Friday, January 2, 2009

Eat chips

Well, today felt like a Monday. All things back to normal. Shops busy, hospitals buzzing & house work. Radiation went alright today. I just feel that my head gets a bit hot. I wonder how it is affecting me when I lay there. I just keep praying that it is killing the stupid brain tumour. It is nerve racking being in that machine. My heart beats double time. I was reading on another blog - this guy was saying the doctors say he must try live in a stress free environment. HELLO, you keep telling me I have a BRAIN TUMOUR and need to go for chemo & radiation.

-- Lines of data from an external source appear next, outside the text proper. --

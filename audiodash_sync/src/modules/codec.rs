use crate::protocol::{InboundMessage, OutboundCommand};
use serde_json::Value;
use thiserror::Error;

#[derive(Debug, Error)]
pub enum DecodeError {
    #[error("frame is not valid json: {0}")]
    Malformed(#[source] serde_json::Error),
    #[error("frame has no string `type` tag")]
    MissingTag,
    #[error("no handler for message type {0:?}")]
    UnknownTag(String),
    #[error("invalid `{tag}` payload: {source}")]
    Schema {
        tag: String,
        #[source]
        source: serde_json::Error,
    },
}

/// Decodes one text frame. The tag is checked against the closed set of message kinds
/// before the payload is validated, so an unknown kind is distinguishable from a broken one.
pub fn decode_frame(text: &str) -> Result<InboundMessage, DecodeError> {
    let value: Value = serde_json::from_str(text).map_err(DecodeError::Malformed)?;
    let tag = value
        .get("type")
        .and_then(Value::as_str)
        .ok_or(DecodeError::MissingTag)?
        .to_string();

    if !InboundMessage::TAGS.contains(&tag.as_str()) {
        return Err(DecodeError::UnknownTag(tag));
    }

    serde_json::from_value(value).map_err(|source| DecodeError::Schema { tag, source })
}

pub fn encode_command(cmd: &OutboundCommand) -> Result<String, serde_json::Error> {
    serde_json::to_string(cmd)
}
use crate::channel::ReconnectPolicy;
use std::str::FromStr;
use std::time::Duration;
use thiserror::Error;
use url::Url;

pub const DEFAULT_ENDPOINT: &str = "ws://192.168.4.1/ws";
pub const DEFAULT_COMMAND_QUEUE: usize = 64;

pub const ENV_WS_URL: &str = "AUDIODASH_WS_URL";
pub const ENV_RECONNECT_BASE_MS: &str = "AUDIODASH_RECONNECT_BASE_MS";
pub const ENV_RECONNECT_MAX_ATTEMPTS: &str = "AUDIODASH_RECONNECT_MAX_ATTEMPTS";
pub const ENV_MIXER_ROUTE: &str = "AUDIODASH_MIXER_ROUTE";
pub const ENV_HTTP_BASE: &str = "AUDIODASH_HTTP_BASE";

#[derive(Debug, Error)]
pub enum ConfigError {
    #[error("{var}: invalid url {value:?}: {source}")]
    Url {
        var: &'static str,
        value: String,
        #[source]
        source: url::ParseError,
    },
    #[error("{var}: expected a {expected}, got {value:?}")]
    Value {
        var: &'static str,
        value: String,
        expected: &'static str,
    },
    #[error("endpoint scheme must be ws or wss, got {0:?}")]
    Scheme(String),
}

/// Where mixer commits are delivered.
#[derive(Debug, Clone, Copy, PartialEq, Eq, Default)]
pub enum MixerRoute {
    /// `uart_command` over the WebSocket.
    #[default]
    Channel,
    /// `POST /update-dsp-mixer` on the device's web server.
    Http,
}

impl FromStr for MixerRoute {
    type Err = String;

    fn from_str(s: &str) -> Result<Self, Self::Err> {
        match s.trim().to_ascii_lowercase().as_str() {
            "channel" | "ws" => Ok(MixerRoute::Channel),
            "http" => Ok(MixerRoute::Http),
            other => Err(format!("unknown mixer route: {other}")),
        }
    }
}

#[derive(Debug, Clone, PartialEq)]
pub struct DashboardConfig {
    pub endpoint: Url,
    pub reconnect: ReconnectPolicy,
    pub mixer_route: MixerRoute,
    pub http_base: Option<Url>,
    pub command_queue: usize,
}

impl DashboardConfig {
    /// Default settings against `endpoint`.
    pub fn new(endpoint: Url) -> Self {
        Self {
            endpoint,
            reconnect: ReconnectPolicy::default(),
            mixer_route: MixerRoute::Channel,
            http_base: None,
            command_queue: DEFAULT_COMMAND_QUEUE,
        }
    }

    pub fn from_env() -> Result<Self, ConfigError> {
        Self::from_lookup(|k| std::env::var(k).ok())
    }

    /// Overlays the `AUDIODASH_*` variables onto the defaults.
    pub fn from_lookup(lookup: impl Fn(&str) -> Option<String>) -> Result<Self, ConfigError> {
        let endpoint = match lookup(ENV_WS_URL) {
            Some(v) => parse_url(ENV_WS_URL, &v)?,
            None => parse_url("default endpoint", DEFAULT_ENDPOINT)?,
        };
        let mut cfg = Self::new(endpoint);
        if let Some(v) = lookup(ENV_RECONNECT_BASE_MS) {
            let ms: u64 = parse_value(ENV_RECONNECT_BASE_MS, &v, "millisecond count")?;
            cfg.reconnect.base_delay = Duration::from_millis(ms);
        }
        if let Some(v) = lookup(ENV_RECONNECT_MAX_ATTEMPTS) {
            cfg.reconnect.max_attempts =
                parse_value(ENV_RECONNECT_MAX_ATTEMPTS, &v, "non-negative integer")?;
        }
        if let Some(v) = lookup(ENV_MIXER_ROUTE) {
            cfg.mixer_route = parse_value(ENV_MIXER_ROUTE, &v, "`channel` or `http`")?;
        }
        if let Some(v) = lookup(ENV_HTTP_BASE) {
            cfg.http_base = Some(parse_url(ENV_HTTP_BASE, &v)?);
        }
        cfg.validate()?;
        Ok(cfg)
    }

    pub fn validate(&self) -> Result<(), ConfigError> {
        match self.endpoint.scheme() {
            "ws" | "wss" => {}
            other => return Err(ConfigError::Scheme(other.to_string())),
        }
        Ok(())
    }

    /// Explicit HTTP base, or the WebSocket endpoint's host over http.
    pub fn mixer_http_base(&self) -> Result<Url, ConfigError> {
        match &self.http_base {
            Some(base) => Ok(base.clone()),
            None => self.derived_http_base(),
        }
    }

    fn derived_http_base(&self) -> Result<Url, ConfigError> {
        let scheme = match self.endpoint.scheme() {
            "ws" => "http",
            "wss" => "https",
            other => return Err(ConfigError::Scheme(other.to_string())),
        };
        let mut base = self.endpoint.clone();
        base.set_scheme(scheme)
            .map_err(|()| ConfigError::Scheme(self.endpoint.scheme().to_string()))?;
        base.set_path("/");
        base.set_query(None);
        Ok(base)
    }
}

pub fn parse_url(var: &'static str, value: &str) -> Result<Url, ConfigError> {
    Url::parse(value.trim()).map_err(|source| ConfigError::Url {
        var,
        value: value.to_string(),
        source,
    })
}

fn parse_value<T: FromStr>(
    var: &'static str,
    value: &str,
    expected: &'static str,
) -> Result<T, ConfigError> {
    value.trim().parse().map_err(|_| ConfigError::Value {
        var,
        value: value.to_string(),
        expected,
    })
}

I don't want a big gaping gap in my head - I just want to look normal again. I am determined to try carry on as normal as possible and take pride in myself. Pity is not for me.

Chemo has been fine. I have been craving chips (salty junk) like you can't believe. I can't face fruit but been forcing it in every now and then. I swallow a huge heap of vitamins to try compensate. I really have been eating a lot, more than usual, and that is actually making me feel sick and bloated! Might have to taper down somewhat.

Not having any Champagne on New Years was a real bummer. My husband is keeping a close eye. It is like being back at boarding school. Sorry, I have to run back and get some more chips (anyone know of vitamin enriched chips?)